We're going to be talking about creating a Niche site portfolio using SEO and we're not going to leave any stone unturned. But before we start I just want to warn you , this is not going to be like a lecture by some professor. We are going to focusing on actionable information.

What I want to talk about today is how to manage this all and set yourself up for success, even with the challenges of Google and it's infuriating algorithm updates.

So why should you listen to me?

That's a fair question but the answer is simple. I'm not claiming to be a ‘goo roo' or a multi millionaire marketer. I'm too lazy to be either of those things. What I have managed to do is turn ranking Niche websites into a full time gig. This is how I support my family and these days, I live a comfortable life.


I'm going to be talking about what I have done, or do on a day to day basis, so this is real life, actionable content from someone who's managed to cut through all the noise and shouting that comes with trying to make money online and has found the right things to focus on to make it work.

Life for me can be a bit of a roller-coaster. Some months have been awesome, others hardly worth writing home about. That's the nature of the beast. But over the last few years I've managed to put systems in place that's helped rinse and repeat the process so I am in a much more stable position these days, which my wife loves. She hated the unpredictability of it all.

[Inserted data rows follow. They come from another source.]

//! Account ledger for the chain bank core.
//!
//! This crate provides:
//! - The [`Account`] record and its stored JSON form
//! - [`AccountLedger`]: create, read, deposit/withdraw, and full scans over a
//!   [`StateStore`](bank_store::StateStore), keeping the account index in step
//! - [`KeyLocks`] for serializing read-modify-write sequences per key

pub mod account;
pub mod error;
pub mod ledger;
pub mod locks;

pub use account::{parse_amount, Account, BalanceChange};
pub use error::{LedgerError, LedgerResult};
pub use ledger::{AccountLedger, LedgerConfig, RawRecord};
pub use locks::KeyLocks;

February earnings were a measly 5% of the $8000 earned in December ( and .ca earnings not shown).

February earnings were a measly 5% of the $8000 earned in December ( and .ca earnings not shown).

So let's get down to it.


This is critical to making niche sites work on a full time scale, but they are not easy, it's going to take some hard work to master but it's definitely worth the journey.

To be fair I didn't invent this particular wheel. I think I fine tuned the systems I use but a lot of my inspiration comes many of the amazing blogs like, niche site project, texfly and authority website income.

So what systems are we talking about?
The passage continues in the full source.